//! Item filter expressions
//!
//! Boolean AND/OR trees of field comparisons, compiled to parameterized SQL
//! against the `items` table. Also parses the textual query syntax used by the
//! CLI: `field:value` terms are ANDed, `OR` separates groups.

use sqlx::{QueryBuilder, Sqlite};
use std::fmt;
use std::str::FromStr;
use thiserror::Error;

use crate::model::{ItemClass, Rarity};

#[derive(Debug, Clone, Copy, PartialEq, Eq)]
pub enum Field {
    TabIndex,
    Rarity,
    Identified,
    Corrupted,
    Verified,
    ItemLevel,
    Sockets,
    Links,
    Class,
    Name,
    TypeLine,
    X,
    Y,
}

impl Field {
    pub fn column(self) -> &'static str {
        match self {
            Field::TabIndex => "tab_index",
            Field::Rarity => "rarity",
            Field::Identified => "identified",
            Field::Corrupted => "corrupted",
            Field::Verified => "verified",
            Field::ItemLevel => "item_level",
            Field::Sockets => "sockets",
            Field::Links => "links",
            Field::Class => "class",
            Field::Name => "name",
            Field::TypeLine => "type_line",
            Field::X => "x",
            Field::Y => "y",
        }
    }

    /// Resolve a query field name. Accepts the column names and the payload
    /// names (`tabIndex`, `frameType`, `ilvl`, `numLinks`, ...).
    pub fn from_alias(name: &str) -> Option<Field> {
        let field = match name.to_ascii_lowercase().as_str() {
            "tab" | "tabindex" | "tab_index" => Field::TabIndex,
            "rarity" | "frametype" | "frame_type" => Field::Rarity,
            "identified" => Field::Identified,
            "corrupted" => Field::Corrupted,
            "verified" => Field::Verified,
            "ilvl" | "itemlevel" | "item_level" | "level" => Field::ItemLevel,
            "sockets" | "numsockets" => Field::Sockets,
            "links" | "numlinks" => Field::Links,
            "class" | "itemclass" => Field::Class,
            "name" => Field::Name,
            "typeline" | "type_line" | "type" => Field::TypeLine,
            "x" => Field::X,
            "y" => Field::Y,
            _ => return None,
        };
        Some(field)
    }

    fn is_ordered(self) -> bool {
        !matches!(
            self,
            Field::Rarity | Field::Class | Field::Name | Field::TypeLine
                | Field::Identified | Field::Corrupted | Field::Verified
        )
    }
}

#[derive(Debug, Clone, Copy, PartialEq, Eq)]
pub enum CmpOp {
    Eq,
    Ne,
    Lt,
    Le,
    Gt,
    Ge,
}

impl CmpOp {
    fn sql(self) -> &'static str {
        match self {
            CmpOp::Eq => "=",
            CmpOp::Ne => "!=",
            CmpOp::Lt => "<",
            CmpOp::Le => "<=",
            CmpOp::Gt => ">",
            CmpOp::Ge => ">=",
        }
    }

    /// Split a leading operator off a query value
    fn split(value: &str) -> (CmpOp, &str) {
        for (prefix, op) in [
            (">=", CmpOp::Ge),
            ("<=", CmpOp::Le),
            ("!=", CmpOp::Ne),
            (">", CmpOp::Gt),
            ("<", CmpOp::Lt),
            ("=", CmpOp::Eq),
        ] {
            if let Some(rest) = value.strip_prefix(prefix) {
                return (op, rest);
            }
        }
        (CmpOp::Eq, value)
    }
}

impl fmt::Display for CmpOp {
    fn fmt(&self, f: &mut fmt::Formatter<'_>) -> fmt::Result {
        f.write_str(self.sql())
    }
}

#[derive(Debug, Clone, PartialEq, Eq)]
pub enum FilterValue {
    Int(i64),
    Text(String),
}

impl From<i64> for FilterValue {
    fn from(value: i64) -> Self {
        FilterValue::Int(value)
    }
}

impl From<u32> for FilterValue {
    fn from(value: u32) -> Self {
        FilterValue::Int(i64::from(value))
    }
}

impl From<bool> for FilterValue {
    fn from(value: bool) -> Self {
        FilterValue::Int(i64::from(value))
    }
}

impl From<Rarity> for FilterValue {
    fn from(value: Rarity) -> Self {
        FilterValue::Text(value.name().to_string())
    }
}

impl From<ItemClass> for FilterValue {
    fn from(value: ItemClass) -> Self {
        FilterValue::Text(value.name().to_string())
    }
}

impl From<&str> for FilterValue {
    fn from(value: &str) -> Self {
        FilterValue::Text(value.to_string())
    }
}

#[derive(Debug, Clone, PartialEq, Eq)]
pub enum ItemFilter {
    /// Matches every item
    All,
    Compare { field: Field, op: CmpOp, value: FilterValue },
    And(Vec<ItemFilter>),
    Or(Vec<ItemFilter>),
}

impl ItemFilter {
    pub fn compare(field: Field, op: CmpOp, value: impl Into<FilterValue>) -> Self {
        ItemFilter::Compare { field, op, value: value.into() }
    }

    pub fn eq(field: Field, value: impl Into<FilterValue>) -> Self {
        Self::compare(field, CmpOp::Eq, value)
    }

    pub fn ne(field: Field, value: impl Into<FilterValue>) -> Self {
        Self::compare(field, CmpOp::Ne, value)
    }

    pub fn lt(field: Field, value: impl Into<FilterValue>) -> Self {
        Self::compare(field, CmpOp::Lt, value)
    }

    pub fn le(field: Field, value: impl Into<FilterValue>) -> Self {
        Self::compare(field, CmpOp::Le, value)
    }

    pub fn gt(field: Field, value: impl Into<FilterValue>) -> Self {
        Self::compare(field, CmpOp::Gt, value)
    }

    pub fn ge(field: Field, value: impl Into<FilterValue>) -> Self {
        Self::compare(field, CmpOp::Ge, value)
    }

    /// Inclusive range
    pub fn range(field: Field, min: impl Into<FilterValue>, max: impl Into<FilterValue>) -> Self {
        Self::ge(field, min).and(Self::le(field, max))
    }

    pub fn and(self, other: ItemFilter) -> Self {
        match (self, other) {
            (ItemFilter::All, other) | (other, ItemFilter::All) => other,
            (ItemFilter::And(mut terms), ItemFilter::And(more)) => {
                terms.extend(more);
                ItemFilter::And(terms)
            }
            (ItemFilter::And(mut terms), other) => {
                terms.push(other);
                ItemFilter::And(terms)
            }
            (this, other) => ItemFilter::And(vec![this, other]),
        }
    }

    pub fn or(self, other: ItemFilter) -> Self {
        match (self, other) {
            (ItemFilter::All, _) | (_, ItemFilter::All) => ItemFilter::All,
            (ItemFilter::Or(mut groups), other) => {
                groups.push(other);
                ItemFilter::Or(groups)
            }
            (this, other) => ItemFilter::Or(vec![this, other]),
        }
    }

    /// Append this filter as a SQL boolean expression with bound parameters
    pub fn push_sql(&self, qb: &mut QueryBuilder<'_, Sqlite>) {
        match self {
            ItemFilter::All => {
                qb.push("1 = 1");
            }
            ItemFilter::Compare { field, op, value } => {
                qb.push(field.column()).push(" ").push(op.sql()).push(" ");
                match value {
                    FilterValue::Int(n) => qb.push_bind(*n),
                    FilterValue::Text(s) => qb.push_bind(s.clone()),
                };
            }
            ItemFilter::And(terms) => Self::push_joined(qb, terms, " AND ", "1 = 1"),
            ItemFilter::Or(groups) => Self::push_joined(qb, groups, " OR ", "1 = 0"),
        }
    }

    fn push_joined(qb: &mut QueryBuilder<'_, Sqlite>, filters: &[ItemFilter], sep: &str, empty: &str) {
        if filters.is_empty() {
            qb.push(empty);
            return;
        }
        qb.push("(");
        for (i, filter) in filters.iter().enumerate() {
            if i > 0 {
                qb.push(sep);
            }
            filter.push_sql(qb);
        }
        qb.push(")");
    }
}

#[derive(Debug, Error, PartialEq, Eq)]
pub enum FilterParseError {
    #[error("expected field:value, got {0:?}")]
    MissingSeparator(String),

    #[error("unknown field {0:?}")]
    UnknownField(String),

    #[error("invalid value {value:?} for field {field}")]
    InvalidValue { field: String, value: String },

    #[error("operator {op} not supported for field {field}")]
    UnsupportedOperator { field: String, op: CmpOp },

    #[error("empty group around OR")]
    EmptyGroup,

    #[error("unterminated quote")]
    UnterminatedQuote,
}

impl FromStr for ItemFilter {
    type Err = FilterParseError;

    fn from_str(query: &str) -> Result<Self, Self::Err> {
        let tokens = tokenize(query)?;
        if tokens.is_empty() {
            return Ok(ItemFilter::All);
        }

        let mut groups = Vec::new();
        for group in tokens.split(|t| t == "OR") {
            if group.is_empty() {
                return Err(FilterParseError::EmptyGroup);
            }
            let terms = group
                .iter()
                .map(|t| parse_term(t))
                .collect::<Result<Vec<_>, _>>()?;
            groups.push(terms.into_iter().fold(ItemFilter::All, ItemFilter::and));
        }

        Ok(match groups.len() {
            1 => groups.remove(0),
            _ => ItemFilter::Or(groups),
        })
    }
}

/// Split on whitespace, keeping double-quoted runs together
fn tokenize(query: &str) -> Result<Vec<String>, FilterParseError> {
    let mut tokens = Vec::new();
    let mut current = String::new();
    let mut quoted = false;

    for c in query.chars() {
        match c {
            '"' => quoted = !quoted,
            c if c.is_whitespace() && !quoted => {
                if !current.is_empty() {
                    tokens.push(std::mem::take(&mut current));
                }
            }
            c => current.push(c),
        }
    }
    if quoted {
        return Err(FilterParseError::UnterminatedQuote);
    }
    if !current.is_empty() {
        tokens.push(current);
    }
    Ok(tokens)
}

fn parse_term(term: &str) -> Result<ItemFilter, FilterParseError> {
    let (name, raw) = term
        .split_once(':')
        .ok_or_else(|| FilterParseError::MissingSeparator(term.to_string()))?;
    let field = Field::from_alias(name).ok_or_else(|| FilterParseError::UnknownField(name.to_string()))?;
    let (op, raw) = CmpOp::split(raw);

    if !field.is_ordered() && !matches!(op, CmpOp::Eq | CmpOp::Ne) {
        return Err(FilterParseError::UnsupportedOperator { field: name.to_string(), op });
    }

    let invalid = || FilterParseError::InvalidValue { field: name.to_string(), value: raw.to_string() };
    let value = match field {
        Field::Rarity => {
            let rarity = match raw.parse::<i64>() {
                Ok(code) => Rarity::from_code(code),
                Err(_) => Rarity::from_name(&raw.to_ascii_lowercase()),
            };
            FilterValue::from(rarity.ok_or_else(invalid)?)
        }
        Field::Class => FilterValue::from(ItemClass::from_name(raw).ok_or_else(invalid)?),
        Field::Identified | Field::Corrupted | Field::Verified => match raw {
            "1" | "true" => FilterValue::Int(1),
            "0" | "false" => FilterValue::Int(0),
            _ => return Err(invalid()),
        },
        Field::Name | Field::TypeLine => FilterValue::from(raw),
        _ => FilterValue::Int(raw.parse().map_err(|_| invalid())?),
    };

    Ok(ItemFilter::Compare { field, op, value })
}

#[cfg(test)]
mod tests {
    use super::*;

    fn sql(filter: &ItemFilter) -> String {
        let mut qb = QueryBuilder::<Sqlite>::new("");
        filter.push_sql(&mut qb);
        qb.sql().to_string()
    }

    #[test]
    fn test_compare_sql() {
        let filter = ItemFilter::ge(Field::ItemLevel, 60u32);
        assert_eq!(sql(&filter), "item_level >= ?");
    }

    #[test]
    fn test_and_flattens() {
        let filter = ItemFilter::eq(Field::Rarity, Rarity::Rare)
            .and(ItemFilter::eq(Field::Identified, false))
            .and(ItemFilter::ge(Field::ItemLevel, 60u32));
        assert!(matches!(&filter, ItemFilter::And(terms) if terms.len() == 3));
        assert_eq!(sql(&filter), "(rarity = ? AND identified = ? AND item_level >= ?)");
    }

    #[test]
    fn test_all_is_identity_for_and() {
        let term = ItemFilter::eq(Field::X, 1u32);
        assert_eq!(ItemFilter::All.and(term.clone()), term);
        assert_eq!(sql(&ItemFilter::All), "1 = 1");
        assert_eq!(sql(&ItemFilter::Or(Vec::new())), "1 = 0");
    }

    #[test]
    fn test_parse_terms_and_groups() {
        let filter: ItemFilter = "frameType:rare ilvl:>=60 OR tabIndex:3".parse().unwrap();
        assert_eq!(
            filter,
            ItemFilter::Or(vec![
                ItemFilter::eq(Field::Rarity, Rarity::Rare).and(ItemFilter::ge(Field::ItemLevel, 60i64)),
                ItemFilter::eq(Field::TabIndex, 3i64),
            ])
        );
    }

    #[test]
    fn test_parse_rarity_code_and_flags() {
        let filter: ItemFilter = "frameType:2 identified:false".parse().unwrap();
        assert_eq!(
            filter,
            ItemFilter::eq(Field::Rarity, Rarity::Rare).and(ItemFilter::eq(Field::Identified, false))
        );
    }

    #[test]
    fn test_parse_quoted_class() {
        let filter: ItemFilter = r#"class:"body armour" links:!=6"#.parse().unwrap();
        assert_eq!(
            filter,
            ItemFilter::eq(Field::Class, ItemClass::BodyArmour).and(ItemFilter::ne(Field::Links, 6i64))
        );
    }

    #[test]
    fn test_parse_empty_is_all() {
        assert_eq!("  ".parse::<ItemFilter>().unwrap(), ItemFilter::All);
    }

    #[test]
    fn test_parse_errors() {
        assert_eq!(
            "ilvl".parse::<ItemFilter>().unwrap_err(),
            FilterParseError::MissingSeparator("ilvl".to_string())
        );
        assert_eq!(
            "colour:red".parse::<ItemFilter>().unwrap_err(),
            FilterParseError::UnknownField("colour".to_string())
        );
        assert!(matches!(
            "ilvl:high".parse::<ItemFilter>().unwrap_err(),
            FilterParseError::InvalidValue { .. }
        ));
        assert!(matches!(
            "rarity:>=rare".parse::<ItemFilter>().unwrap_err(),
            FilterParseError::UnsupportedOperator { .. }
        ));
        assert_eq!("x:1 OR".parse::<ItemFilter>().unwrap_err(), FilterParseError::EmptyGroup);
        assert_eq!(
            "name:\"open".parse::<ItemFilter>().unwrap_err(),
            FilterParseError::UnterminatedQuote
        );
    }
}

══════

YOUR OBJECTIVE »
From the listing above, repeat exactly the lines starting at the line that includes "pub enum FilterValue" and ending at the line that includes "impl From<bool> for", with nothing outside that span.

WRITTEN RESPONSE »
pub enum FilterValue {
    Int(i64),
    Text(String),
}

impl From<i64> for FilterValue {
    fn from(value: i64) -> Self {
        FilterValue::Int(value)
    }
}

impl From<u32> for FilterValue {
    fn from(value: u32) -> Self {
        FilterValue::Int(i64::from(value))
    }
}

impl From<bool> for FilterValue {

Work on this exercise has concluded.